This just proofs that your friends/gang all share the same issue (call it preference, if you like) to ride big boots.

Just cos a connected group of ppl do the same in the same way doesn't automatically make it the right way . Could as well be an herd effect.


----------



## snowklinger (Aug 30, 2011)

the moto is a sock with laces lets be truthful


----------



## CelliniKS (Mar 23, 2015)

snowklinger said:


> the moto is a sock with laces lets be truthful


Seriously though. I had motos in size 11, got Ruler SO's size 10 this year. I rode the Moto's one last time this season after test fitting the Rulers. I couldn't believe I put up with that. The heel hold alone blew me away, I was like woah is this what a snowboard boot is supposed to feel like. The motos liner has nothing to it, its just a tube. Couple that with the super softness of the boot, and the fact that it was a size too large, and it really did feel like I was just wear a sock or regular soft sneakers.


----------



## kosmoz (Dec 27, 2013)

neni said:


> This just proofs that your friends/gang all share the same issue (call it preference, if you like) to ride big boots.
> 
> Just cos a connected group of ppl do the same in the same way doesn't automatically make it the right way . Could as well be an herd effect.


oh cmon', you are all so clever for yourself, that it's hard for you to believe someone else knows how to fit boots. Believe me, I also thought that 3size bigger boots for my gf is a mistake, but measured her feet lenght, insole lenght, put her standing on insole alone - she definitelly needs womens 39 Burton Emerald, when she wears size 36 everything else.


----------



## SGboarder (Jun 24, 2012)

kosmoz said:


> oh cmon', you are all so clever for yourself, that it's hard for you to believe someone else knows how to fit boots. *Believe me*, I also thought that 3size bigger boots for my gf is a mistake, but measured her feet lenght, insole lenght, put her standing on insole alone - she definitelly needs womens 39 Burton Emerald, when she wears size 36 everything else.


No, nobody's gonna believe that without any evidence to support it.


----------



## neni (Dec 24, 2012)

kosmoz said:


> oh cmon', you are all so clever for yourself, that it's hard for you to believe someone else knows how to fit boots.

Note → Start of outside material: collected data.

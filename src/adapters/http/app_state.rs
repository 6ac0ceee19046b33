use std::sync::Arc;

use axum::extract::FromRef;

use crate::{
    application::ports::job_queue::{JobQueueRepo, JobScheduler},
    infra::config::AppConfig,
    use_cases::{domain_monitoring::BusinessRepo, job_runner::DomainJobRunner},
};

#[derive(Clone)]
pub struct AppState {
    pub config: Arc<AppConfig>,
    pub business_repo: Arc<dyn BusinessRepo>,
    pub scheduler: Arc<dyn JobScheduler>,
    pub job_queue: Arc<dyn JobQueueRepo>,
    pub job_runner: Arc<DomainJobRunner>,
}

impl FromRef<AppState> for Arc<DomainJobRunner> {
    fn from_ref(app_state: &AppState) -> Self {
        app_state.job_runner.clone()
    }
}
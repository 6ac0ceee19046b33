use serde::{Deserialize, Serialize};

use crate::domain::entities::business::BusinessId;

/// Background work items for custom-domain provisioning.
///
/// Serialized into the `payload` column of `domain_jobs`.
#[derive(Debug, Clone, PartialEq, Eq, Serialize, Deserialize)]
#[serde(tag = "type", rename_all = "snake_case")]
pub enum DomainJob {
    DomainMonitoring {
        business_id: BusinessId,
    },
    CertificatePropagationRetry {
        business_id: BusinessId,
        retry_count: i32,
    },
    DomainRebuildContinue {
        business_id: BusinessId,
    },
    DomainVerification {
        business_id: BusinessId,
        domain_name: String,
    },
}

impl DomainJob {
    pub fn job_type(&self) -> &'static str {
        match self {
            DomainJob::DomainMonitoring { .. } => "domain_monitoring",
            DomainJob::CertificatePropagationRetry { .. } => "certificate_propagation_retry",
            DomainJob::DomainRebuildContinue { .. } => "domain_rebuild_continue",
            DomainJob::DomainVerification { .. } => "domain_verification",
        }
    }

    pub fn business_id(&self) -> BusinessId {
        match self {
            DomainJob::DomainMonitoring { business_id }
            | DomainJob::CertificatePropagationRetry { business_id, .. }
            | DomainJob::DomainRebuildContinue { business_id }
            | DomainJob::DomainVerification { business_id, .. } => *business_id,
        }
    }

    /// Key shared by every pending job of the same per-business chain.
    /// At most one pending job per key exists in the queue.
    pub fn dedupe_key(&self) -> Option<String> {
        match self {
            DomainJob::DomainMonitoring { business_id } => {
                Some(format!("domain_monitoring:{}", business_id))
            }
            DomainJob::CertificatePropagationRetry { business_id, .. } => {
                Some(format!("certificate_retry:{}", business_id))
            }
            DomainJob::DomainRebuildContinue { .. } | DomainJob::DomainVerification { .. } => None,
        }
    }

    /// Whether this job advances the chain of `pending` far enough to take
    /// its place in the queue. Only a later certificate retry of the same
    /// business does.
    pub fn supersedes(&self, pending: &DomainJob) -> bool {
        match (self, pending) {
            (
                DomainJob::CertificatePropagationRetry {
                    business_id,
                    retry_count,
                },
                DomainJob::CertificatePropagationRetry {
                    business_id: pending_business_id,
                    retry_count: pending_retry_count,
                },
            ) => business_id == pending_business_id && retry_count > pending_retry_count,
            _ => false,
        }
    }
}

#[derive(Debug, Clone, Copy, PartialEq, Eq, Serialize, Deserialize)]
#[serde(rename_all = "snake_case")]
pub enum JobStatus {
    Pending,
    Running,
    Succeeded,
    Failed,
}

impl JobStatus {
    pub fn as_str(&self) -> &'static str {
        match self {
            JobStatus::Pending => "pending",
            JobStatus::Running => "running",
            JobStatus::Succeeded => "succeeded",
            JobStatus::Failed => "failed",
        }
    }

    pub fn from_str(s: &str) -> Self {
        match s {
            "running" => JobStatus::Running,
            "succeeded" => JobStatus::Succeeded,
            "failed" => JobStatus::Failed,
            _ => JobStatus::Pending,
        }
    }
}
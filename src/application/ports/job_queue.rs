use std::time::Duration;

use async_trait::async_trait;
use uuid::Uuid;

use crate::{app_error::AppResult, domain::entities::domain_job::DomainJob};

/// Deferred execution of domain jobs.
#[async_trait]
pub trait JobScheduler: Send + Sync {
    /// Enqueue `job` to run after `delay`. Returns `None` when an equivalent
    /// pending job already exists (see [`DomainJob::dedupe_key`]). A pending
    /// job that `job` supersedes is replaced instead and keeps its id.
    async fn enqueue(&self, job: DomainJob, delay: Duration) -> AppResult<Option<Uuid>>;

    /// Enqueue `job` only when no pending or running job shares its dedupe
    /// key. Used to start a chain without disturbing one in flight.
    async fn enqueue_if_idle(&self, job: DomainJob, delay: Duration) -> AppResult<Option<Uuid>>;
}

/// A job row claimed by a worker.
#[derive(Debug, Clone)]
pub struct ClaimedJob {
    pub id: Uuid,
    pub job_type: String,
    pub payload: serde_json::Value,
    /// Attempts made before this run.
    pub attempts: i32,
    pub max_attempts: i32,
}

#[async_trait]
pub trait JobQueueRepo: Send + Sync {
    async fn claim_due_jobs(&self, limit: i64) -> AppResult<Vec<ClaimedJob>>;
    async fn mark_succeeded(&self, job_id: Uuid) -> AppResult<()>;
    /// Record a failed run. `retry_in` puts the job back to pending, `None`
    /// marks it permanently failed.
    async fn mark_failed(
        &self,
        job_id: Uuid,
        attempts: i32,
        error: &str,
        retry_in: Option<Duration>,
    ) -> AppResult<()>;
    /// Return claims abandoned by crashed workers to the queue.
    async fn release_stale_jobs(&self, older_than: Duration) -> AppResult<u64>;
}
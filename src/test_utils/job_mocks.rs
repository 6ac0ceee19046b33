//! In-memory job scheduling and queue mocks.

use async_trait::async_trait;
use chrono::{DateTime, Utc};
use std::sync::Mutex;
use std::time::Duration;
use uuid::Uuid;

use crate::{
    app_error::{AppError, AppResult},
    application::ports::job_queue::{ClaimedJob, JobQueueRepo, JobScheduler},
    domain::entities::domain_job::{DomainJob, JobStatus},
};

/// A job captured by [`RecordingJobScheduler`].
#[derive(Debug, Clone, PartialEq, Eq)]
pub struct ScheduledJob {
    pub job: DomainJob,
    pub delay: Duration,
}

/// Scheduler that records every enqueue for assertions.
#[derive(Default)]
pub struct RecordingJobScheduler {
    scheduled: Mutex<Vec<ScheduledJob>>,
    fail: bool,
}

impl RecordingJobScheduler {
    pub fn new() -> Self {
        Self::default()
    }

    /// A scheduler whose every enqueue fails.
    pub fn failing() -> Self {
        Self {
            fail: true,
            ..Self::default()
        }
    }

    pub fn scheduled(&self) -> Vec<ScheduledJob> {
        self.scheduled.lock().unwrap().clone()
    }
}

#[async_trait]
impl JobScheduler for RecordingJobScheduler {
    async fn enqueue(&self, job: DomainJob, delay: Duration) -> AppResult<Option<Uuid>> {
        if self.fail {
            return Err(AppError::Internal("job queue unavailable".into()));
        }
        self.scheduled
            .lock()
            .unwrap()
            .push(ScheduledJob { job, delay });
        Ok(Some(Uuid::new_v4()))
    }

    async fn enqueue_if_idle(&self, job: DomainJob, delay: Duration) -> AppResult<Option<Uuid>> {
        self.enqueue(job, delay).await
    }
}

/// A row in [`InMemoryJobQueue`].
#[derive(Debug, Clone)]
pub struct QueuedJob {
    pub id: Uuid,
    pub job: DomainJob,
    pub status: JobStatus,
    pub run_at: DateTime<Utc>,
    pub attempts: i32,
    pub max_attempts: i32,
    pub last_error: Option<String>,
    pub locked_at: Option<DateTime<Utc>>,
}

/// In-memory `domain_jobs` table with the same dedupe and claim rules as the
/// Postgres adapter.
pub struct InMemoryJobQueue {
    pub jobs: Mutex<Vec<QueuedJob>>,
    max_attempts: i32,
}

impl InMemoryJobQueue {
    pub fn new(max_attempts: i32) -> Self {
        Self {
            jobs: Mutex::new(Vec::new()),
            max_attempts,
        }
    }

    pub fn all(&self) -> Vec<QueuedJob> {
        self.jobs.lock().unwrap().clone()
    }

    pub fn get(&self, job_id: Uuid) -> Option<QueuedJob> {
        self.all().into_iter().find(|j| j.id == job_id)
    }

    /// Move a pending job's `run_at` into the past so the next claim picks it up.
    pub fn make_due(&self, job_id: Uuid) {
        if let Some(job) = self.jobs.lock().unwrap().iter_mut().find(|j| j.id == job_id) {
            job.run_at = Utc::now() - chrono::Duration::seconds(1);
        }
    }

    fn update(&self, job_id: Uuid, apply: impl FnOnce(&mut QueuedJob)) -> AppResult<()> {
        let mut jobs = self.jobs.lock().unwrap();
        let job = jobs.iter_mut().find(|j| j.id == job_id).ok_or(AppError::NotFound)?;
        apply(job);
        Ok(())
    }
}

impl InMemoryJobQueue {
    fn shares_key(queued: &QueuedJob, key: &str, statuses: &[JobStatus]) -> bool {
        statuses.contains(&queued.status) && queued.job.dedupe_key().as_deref() == Some(key)
    }

    fn push(&self, jobs: &mut Vec<QueuedJob>, job: DomainJob, delay: Duration) -> Uuid {
        let id = Uuid::new_v4();
        jobs.push(QueuedJob {
            id,
            job,
            status: JobStatus::Pending,
            run_at: run_at_after(delay),
            attempts: 0,
            max_attempts: self.max_attempts,
            last_error: None,
            locked_at: None,
        });
        id
    }
}

fn run_at_after(delay: Duration) -> DateTime<Utc> {
    Utc::now() + chrono::Duration::from_std(delay).unwrap_or(chrono::Duration::zero())
}

#[async_trait]
impl JobScheduler for InMemoryJobQueue {
    async fn enqueue(&self, job: DomainJob, delay: Duration) -> AppResult<Option<Uuid>> {
        let mut jobs = self.jobs.lock().unwrap();
        if let Some(key) = job.dedupe_key()
            && let Some(pending) = jobs
                .iter_mut()
                .find(|j| Self::shares_key(j, &key, &[JobStatus::Pending]))
        {
            if !job.supersedes(&pending.job) {
                return Ok(None);
            }
            pending.job = job;
            pending.run_at = run_at_after(delay);
            pending.attempts = 0;
            pending.last_error = None;
            return Ok(Some(pending.id));
        }

        Ok(Some(self.push(&mut jobs, job, delay)))
    }

    async fn enqueue_if_idle(&self, job: DomainJob, delay: Duration) -> AppResult<Option<Uuid>> {
        let mut jobs = self.jobs.lock().unwrap();
        if let Some(key) = job.dedupe_key()
            && jobs
                .iter()
                .any(|j| Self::shares_key(j, &key, &[JobStatus::Pending, JobStatus::Running]))
        {
            return Ok(None);
        }

        Ok(Some(self.push(&mut jobs, job, delay)))
    }
}

#[async_trait]
impl JobQueueRepo for InMemoryJobQueue {
    async fn claim_due_jobs(&self, limit: i64) -> AppResult<Vec<ClaimedJob>> {
        let now = Utc::now();
        let mut jobs = self.jobs.lock().unwrap();
        let mut claimed = Vec::new();
        for job in jobs
            .iter_mut()
            .filter(|j| j.status == JobStatus::Pending && j.run_at <= now)
            .take(limit.max(0) as usize)
        {
            job.status = JobStatus::Running;
            job.locked_at = Some(now);
            claimed.push(ClaimedJob {
                id: job.id,
                job_type: job.job.job_type().to_string(),
                payload: serde_json::to_value(&job.job)
                    .map_err(|e| AppError::Internal(e.to_string()))?,
                attempts: job.attempts,
                max_attempts: job.max_attempts,
            });
        }
        Ok(claimed)
    }

    async fn mark_succeeded(&self, job_id: Uuid) -> AppResult<()> {
        self.update(job_id, |j| {
            j.status = JobStatus::Succeeded;
            j.locked_at = None;
        })
    }

    async fn mark_failed(
        &self,
        job_id: Uuid,
        attempts: i32,
        error: &str,
        retry_in: Option<Duration>,
    ) -> AppResult<()> {
        let superseded = self.get(job_id).is_some_and(|failed| {
            let key = failed.job.dedupe_key();
            key.is_some()
                && self.all().iter().any(|j| {
                    j.id != job_id && j.status == JobStatus::Pending && j.job.dedupe_key() == key
                })
        });

        self.update(job_id, |j| {
            j.attempts = attempts;
            j.last_error = Some(error.to_string());
            j.locked_at = None;
            match retry_in {
                Some(delay) if !superseded => {
                    j.status = JobStatus::Pending;
                    j.run_at = run_at_after(delay);
                }
                _ => j.status = JobStatus::Failed,
            }
        })
    }

    async fn release_stale_jobs(&self, older_than: Duration) -> AppResult<u64> {
        let cutoff = Utc::now() - chrono::Duration::from_std(older_than).unwrap_or(chrono::Duration::zero());
        let mut released = 0;
        for job in self.jobs.lock().unwrap().iter_mut() {
            if job.status == JobStatus::Running && job.locked_at.is_some_and(|t| t <= cutoff) {
                job.status = JobStatus::Pending;
                job.locked_at = None;
                released += 1;
            }
        }
        Ok(released)
    }
}

#[cfg(test)]
mod tests {
    use super::*;

    #[tokio::test]
    async fn test_pending_dedupe_coalesces_chains() {
        let queue = InMemoryJobQueue::new(5);
        let job = DomainJob::DomainMonitoring { business_id: 1 };

        let first = queue.enqueue(job.clone(), Duration::ZERO).await.unwrap();
        let second = queue.enqueue(job.clone(), Duration::ZERO).await.unwrap();
        assert!(first.is_some());
        assert!(second.is_none());

        // Once the pending row is claimed the chain may enqueue its successor
        queue.claim_due_jobs(10).await.unwrap();
        let third = queue.enqueue(job, Duration::from_secs(300)).await.unwrap();
        assert!(third.is_some());
    }

    #[tokio::test]
    async fn test_jobs_without_key_are_not_coalesced() {
        let queue = InMemoryJobQueue::new(5);
        let job = DomainJob::DomainRebuildContinue { business_id: 1 };

        assert!(queue.enqueue(job.clone(), Duration::ZERO).await.unwrap().is_some());
        assert!(queue.enqueue(job, Duration::ZERO).await.unwrap().is_some());
        assert_eq!(queue.all().len(), 2);
    }

    #[tokio::test]
    async fn test_future_jobs_are_not_claimed() {
        let queue = InMemoryJobQueue::new(5);
        queue
            .enqueue(DomainJob::DomainRebuildContinue { business_id: 1 }, Duration::from_secs(60))
            .await
            .unwrap();

        assert!(queue.claim_due_jobs(10).await.unwrap().is_empty());
    }

    fn retry(retry_count: i32) -> DomainJob {
        DomainJob::CertificatePropagationRetry {
            business_id: 5,
            retry_count,
        }
    }

    #[tokio::test]
    async fn test_later_retry_takes_over_pending_one() {
        let queue = InMemoryJobQueue::new(5);

        let kick = queue.enqueue(retry(0), Duration::ZERO).await.unwrap().unwrap();
        let continued = queue
            .enqueue(retry(4), Duration::from_secs(1800))
            .await
            .unwrap();

        assert_eq!(continued, Some(kick));
        assert!(queue.enqueue(retry(2), Duration::ZERO).await.unwrap().is_none());

        let jobs = queue.all();
        assert_eq!(jobs.len(), 1);
        assert_eq!(jobs[0].job, retry(4));
        assert!(jobs[0].run_at > Utc::now() + chrono::Duration::minutes(29));
    }

    #[tokio::test]
    async fn test_idle_enqueue_waits_for_running_chain() {
        let queue = InMemoryJobQueue::new(5);
        queue.enqueue(retry(3), Duration::ZERO).await.unwrap();
        queue.claim_due_jobs(10).await.unwrap();

        assert!(queue.enqueue_if_idle(retry(0), Duration::ZERO).await.unwrap().is_none());

        let other = DomainJob::CertificatePropagationRetry {
            business_id: 6,
            retry_count: 0,
        };
        assert!(queue.enqueue_if_idle(other, Duration::ZERO).await.unwrap().is_some());
    }
}
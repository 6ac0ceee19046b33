use std::sync::Arc;
use std::time::Duration;

use tracing::{info, instrument, warn};

use crate::{
    app_error::AppResult,
    application::ports::{domain_hosting::DomainHostingProvider, job_queue::JobScheduler},
    domain::entities::{business::BusinessId, domain_job::DomainJob},
};

const JOB_NAME: &str = "DomainVerificationJob";

/// Asks the provider to verify one domain by name.
#[derive(Clone)]
pub struct DomainVerificationJob {
    provider: Arc<dyn DomainHostingProvider>,
}

impl DomainVerificationJob {
    pub fn new(provider: Arc<dyn DomainHostingProvider>) -> Self {
        Self { provider }
    }

    #[instrument(skip(self))]
    pub async fn perform(&self, business_id: BusinessId, domain_name: &str) -> AppResult<()> {
        let Some(domain) = self.provider.find_domain_by_name(domain_name).await? else {
            warn!(job = JOB_NAME, business_id, domain = %domain_name, "Domain not registered at provider");
            return Ok(());
        };

        self.provider.verify_domain(&domain.id).await?;
        info!(
            job = JOB_NAME,
            business_id,
            domain = %domain_name,
            verification_status = ?domain.verification_status,
            "Domain verification requested"
        );
        Ok(())
    }
}

/// Enqueue a verification job. Failures are logged and swallowed: a missed
/// verification is picked up by the next retry.
pub(crate) async fn schedule_verification(
    scheduler: &dyn JobScheduler,
    business_id: BusinessId,
    domain_name: String,
    delay: Duration,
    caller: &'static str,
) {
    let job = DomainJob::DomainVerification {
        business_id,
        domain_name: domain_name.clone(),
    };
    if let Err(e) = scheduler.enqueue(job, delay).await {
        warn!(
            job = caller,
            business_id,
            domain = %domain_name,
            error = %e,
            "Failed to schedule domain verification"
        );
    }
}
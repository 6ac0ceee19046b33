//! Fakes for the hosting provider and the health probe.

use async_trait::async_trait;
use std::collections::VecDeque;
use std::sync::Mutex;

use crate::application::ports::{
    domain_hosting::{DomainHostingProvider, RenderApiError, RenderDomain},
    health_check::{DomainHealthCheck, HealthStatus},
};

/// A call received by [`FakeDomainProvider`].
#[derive(Debug, Clone, PartialEq, Eq)]
pub enum ProviderCall {
    Find(String),
    Add(String),
    Remove(String),
    Verify(String),
}

/// In-memory custom-domain registry. Domain ids are derived from the name
/// (`cdm-www-example-com`), so `id_of` works before and after removal.
#[derive(Default)]
pub struct FakeDomainProvider {
    domains: Mutex<Vec<RenderDomain>>,
    calls: Mutex<Vec<ProviderCall>>,
    fail_add: bool,
    fail_remove: bool,
    fail_verify: bool,
}

impl FakeDomainProvider {
    pub fn new() -> Self {
        Self::default()
    }

    pub fn with_domains(names: &[&str]) -> Self {
        let domains = names
            .iter()
            .map(|name| RenderDomain {
                id: domain_id(name),
                name: name.to_string(),
                verification_status: Some("unverified".to_string()),
            })
            .collect();
        Self {
            domains: Mutex::new(domains),
            ..Self::default()
        }
    }

    pub fn failing_add(mut self) -> Self {
        self.fail_add = true;
        self
    }

    pub fn failing_remove(mut self) -> Self {
        self.fail_remove = true;
        self
    }

    pub fn failing_verify(mut self) -> Self {
        self.fail_verify = true;
        self
    }

    /// Provider id for a domain name, registered or not.
    pub fn id_of(&self, name: &str) -> Option<String> {
        Some(domain_id(name))
    }

    pub fn calls(&self) -> Vec<ProviderCall> {
        self.calls.lock().unwrap().clone()
    }

    pub fn add_calls(&self) -> Vec<String> {
        self.calls()
            .into_iter()
            .filter_map(|c| match c {
                ProviderCall::Add(name) => Some(name),
                _ => None,
            })
            .collect()
    }

    pub fn remove_calls(&self) -> Vec<String> {
        self.calls()
            .into_iter()
            .filter_map(|c| match c {
                ProviderCall::Remove(id) => Some(id),
                _ => None,
            })
            .collect()
    }

    pub fn verify_calls(&self) -> Vec<String> {
        self.calls()
            .into_iter()
            .filter_map(|c| match c {
                ProviderCall::Verify(id) => Some(id),
                _ => None,
            })
            .collect()
    }

    pub fn registered(&self) -> Vec<String> {
        self.domains
            .lock()
            .unwrap()
            .iter()
            .map(|d| d.name.clone())
            .collect()
    }

    fn record(&self, call: ProviderCall) {
        self.calls.lock().unwrap().push(call);
    }

    fn unavailable() -> RenderApiError {
        RenderApiError::Api {
            status: 503,
            message: "service unavailable".into(),
        }
    }
}

fn domain_id(name: &str) -> String {
    format!("cdm-{}", name.to_lowercase().replace('.', "-"))
}

#[async_trait]
impl DomainHostingProvider for FakeDomainProvider {
    async fn find_domain_by_name(&self, name: &str) -> Result<Option<RenderDomain>, RenderApiError> {
        self.record(ProviderCall::Find(name.to_string()));
        Ok(self
            .domains
            .lock()
            .unwrap()
            .iter()
            .find(|d| d.name.eq_ignore_ascii_case(name))
            .cloned())
    }

    async fn add_domain(&self, name: &str) -> Result<RenderDomain, RenderApiError> {
        self.record(ProviderCall::Add(name.to_string()));
        if self.fail_add {
            return Err(Self::unavailable());
        }

        let mut domains = self.domains.lock().unwrap();
        if domains.iter().any(|d| d.name.eq_ignore_ascii_case(name)) {
            return Err(RenderApiError::Api {
                status: 409,
                message: "custom domain already exists".into(),
            });
        }
        let domain = RenderDomain {
            id: domain_id(name),
            name: name.to_string(),
            verification_status: Some("unverified".to_string()),
        };
        domains.push(domain.clone());
        Ok(domain)
    }

    async fn remove_domain(&self, domain_id: &str) -> Result<(), RenderApiError> {
        self.record(ProviderCall::Remove(domain_id.to_string()));
        if self.fail_remove {
            return Err(Self::unavailable());
        }
        self.domains.lock().unwrap().retain(|d| d.id != domain_id);
        Ok(())
    }

    async fn verify_domain(&self, domain_id: &str) -> Result<(), RenderApiError> {
        self.record(ProviderCall::Verify(domain_id.to_string()));
        if self.fail_verify {
            return Err(Self::unavailable());
        }
        Ok(())
    }
}

/// Health probe returning canned statuses. Queued statuses are returned
/// first, then the default.
pub struct StubHealthChecker {
    default: HealthStatus,
    queued: Mutex<VecDeque<HealthStatus>>,
    calls: Mutex<Vec<String>>,
}

impl StubHealthChecker {
    pub fn new(default: HealthStatus) -> Self {
        Self {
            default,
            queued: Mutex::new(VecDeque::new()),
            calls: Mutex::new(Vec::new()),
        }
    }

    pub fn with_sequence(statuses: Vec<HealthStatus>, default: HealthStatus) -> Self {
        Self {
            queued: Mutex::new(statuses.into()),
            ..Self::new(default)
        }
    }

    /// Hostnames probed, in order.
    pub fn calls(&self) -> Vec<String> {
        self.calls.lock().unwrap().clone()
    }

    pub fn call_count(&self) -> usize {
        self.calls.lock().unwrap().len()
    }
}

#[async_trait]
impl DomainHealthCheck for StubHealthChecker {
    async fn check_health(&self, hostname: &str) -> HealthStatus {
        self.calls.lock().unwrap().push(hostname.to_string());
        self.queued.lock().unwrap().pop_front().unwrap_or(self.default)
    }
}
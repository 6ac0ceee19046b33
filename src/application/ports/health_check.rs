use async_trait::async_trait;
use serde::Serialize;

#[derive(Debug, Clone, Copy, PartialEq, Eq, Default, Serialize)]
pub struct HealthStatus {
    pub healthy: bool,
    pub ssl_ready: bool,
}

impl HealthStatus {
    pub fn unreachable() -> Self {
        Self::default()
    }

    pub fn is_verified(&self) -> bool {
        self.healthy && self.ssl_ready
    }
}

/// Reachability probe for a hostname. Implementations never fail: any probe
/// error is reported as an unhealthy status.
#[async_trait]
pub trait DomainHealthCheck: Send + Sync {
    async fn check_health(&self, hostname: &str) -> HealthStatus;
}
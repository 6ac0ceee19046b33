use std::net::SocketAddr;
use std::time::Duration;

use async_trait::async_trait;
use hickory_resolver::TokioResolver;
use hickory_resolver::config::{NameServerConfig, ResolverConfig};
use hickory_resolver::name_server::TokioConnectionProvider;
use hickory_resolver::proto::xfer::Protocol;
use reqwest::{Client, redirect::Policy};
use tracing::debug;

use crate::application::ports::health_check::{DomainHealthCheck, HealthStatus};
use crate::infra::http_client::DEFAULT_CONNECT_TIMEOUT;

/// Probes a custom hostname: DNS, then HTTPS, then plain HTTP.
pub struct DomainHealthChecker {
    resolver: TokioResolver,
    http: Client,
}

impl DomainHealthChecker {
    /// Create a checker using the system DNS configuration.
    pub fn new(timeout: Duration) -> anyhow::Result<Self> {
        let resolver = TokioResolver::builder_tokio()?.build();
        Ok(Self {
            resolver,
            http: probe_client(timeout)?,
        })
    }

    /// Create a checker resolving through a specific DNS server.
    pub fn with_nameserver(addr: SocketAddr, timeout: Duration) -> anyhow::Result<Self> {
        let mut config = ResolverConfig::new();
        config.add_name_server(NameServerConfig::new(addr, Protocol::Udp));

        let resolver =
            TokioResolver::builder_with_config(config, TokioConnectionProvider::default()).build();
        Ok(Self {
            resolver,
            http: probe_client(timeout)?,
        })
    }

    async fn resolves(&self, hostname: &str) -> bool {
        // Trailing dot prevents search domain appending
        let fqdn = format!("{}.", hostname.trim_end_matches('.'));
        match self.resolver.lookup_ip(fqdn).await {
            Ok(lookup) => lookup.iter().next().is_some(),
            Err(e) => {
                debug!(domain = %hostname, error = %e, "DNS lookup failed");
                false
            }
        }
    }

    async fn probe(&self, url: &str) -> Result<reqwest::StatusCode, reqwest::Error> {
        self.http.get(url).send().await.map(|r| r.status())
    }
}

/// Redirects are not followed: a redirect still proves the host answered.
fn probe_client(timeout: Duration) -> reqwest::Result<Client> {
    Client::builder()
        .connect_timeout(DEFAULT_CONNECT_TIMEOUT.min(timeout))
        .timeout(timeout)
        .redirect(Policy::none())
        .build()
}

/// Outcome of the HTTPS probe and, when it failed, the HTTP fallback.
fn classify(
    https: Result<reqwest::StatusCode, ()>,
    http: Option<Result<reqwest::StatusCode, ()>>,
) -> HealthStatus {
    match (https, http) {
        (Ok(status), _) => HealthStatus {
            healthy: !status.is_server_error(),
            ssl_ready: true,
        },
        (Err(()), Some(Ok(status))) => HealthStatus {
            healthy: !status.is_server_error(),
            ssl_ready: false,
        },
        _ => HealthStatus::unreachable(),
    }
}

#[async_trait]
impl DomainHealthCheck for DomainHealthChecker {
    async fn check_health(&self, hostname: &str) -> HealthStatus {
        let hostname = hostname.trim().trim_end_matches('.');
        if hostname.is_empty() || !self.resolves(hostname).await {
            return HealthStatus::unreachable();
        }

        let https = self
            .probe(&format!("https://{}/", hostname))
            .await
            .map_err(|e| debug!(domain = %hostname, error = %e, "HTTPS probe failed"));

        let http = match https {
            Ok(_) => None,
            Err(()) => Some(
                self.probe(&format!("http://{}/", hostname))
                    .await
                    .map_err(|e| debug!(domain = %hostname, error = %e, "HTTP probe failed")),
            ),
        };

        let status = classify(https, http);
        debug!(
            domain = %hostname,
            healthy = status.healthy,
            ssl_ready = status.ssl_ready,
            "Health check complete"
        );
        status
    }
}
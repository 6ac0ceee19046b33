use dotenvy::dotenv;
use tracing::info;

use cname_monitor::infra::{
    app::create_app,
    config::AppConfig,
    job_worker::{WorkerSettings, run_job_worker_loop},
    setup::{init_app_state, init_tracing},
};
use std::net::SocketAddr;

#[tokio::main]
async fn main() -> anyhow::Result<()> {
    dotenv().ok();

    let config = AppConfig::from_env();
    init_tracing(config.log_format);

    let app_state = init_app_state(config).await?;

    let bind_addr = app_state.config.bind_addr;
    let settings = WorkerSettings {
        poll_interval: app_state.config.job_poll_interval,
        sweep_interval: app_state.config.monitor_sweep_interval,
    };

    let queue = app_state.job_queue.clone();
    let runner = app_state.job_runner.clone();
    tokio::spawn(async move {
        run_job_worker_loop(queue, runner, settings).await;
    });

    let app = create_app(app_state);

    let listener = tokio::net::TcpListener::bind(&bind_addr).await?;

    info!("Monitor listening at {}", &listener.local_addr()?);

    axum::serve(
        listener,
        app.into_make_service_with_connect_info::<SocketAddr>(),
    )
    .await?;

    Ok(())
}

Believe me, I also thought that 3size bigger boots for my gf is a mistake, but measured her feet lenght, insole lenght, put her standing on insole alone - she definitelly needs womens 39 Burton Emerald, when she wears size 36 everything else.


Lol, what a nonsense. You're such a troll.


----------



## Snow Hound (Jul 21, 2012)

snowklinger said:


> the moto is a sock with laces lets be truthful


No! Socks are comfy.


----------



## eli783 (Oct 24, 2012)

kosmoz said:


> Footprint reduction you say...  ofc size 10 burton is smaller footprint than size 10 Vans, but to fit size 10 foot you need size 11 burton and size 11 burton has a footprint ~ to size 10 Vans :grin:
> 
> All this is a joke, but from 4 persons (GF, brother and two friends with Burton Moto), who has Burton boots, none of them has them same size as their regular shoes, always bigger.


my buddy says the same shit and is cranking on his lace all the time. If you take this thinking into buying Step ons its not gonna be worth. My boots fit perfectly and Im just nervous that they will be mush soon because the boots are soaking up so much energy.


----------



## ek9max (Apr 8, 2013)

eli783 said:


> my buddy says the same shit and is cranking on his lace all the time. If you take this thinking into buying Step ons its not gonna be worth. My boots fit perfectly and Im just nervous that they will be mush soon because the boots are soaking up so much energy.


I have about 20 days in mine now. Yes they are softer than the were originally, they have not softened up more than any other boot I’ve put 20 days on.


----------



## F1EA (Oct 25, 2013)

ek9max said:


> I have about 20 days in mine now. Yes they are softer than the were originally, they have not softened up more than any other boot I’ve put 20 days on.


You got 20d already??
What. The fuck.:skateboarding:


----------



## ek9max (Apr 8, 2013)

F1EA said:


> You got 20d already??
> What. The fuck.:skateboarding:


Well. I’d say 10 full days. The rest are half days at the in town hill riding some park or goofing around. 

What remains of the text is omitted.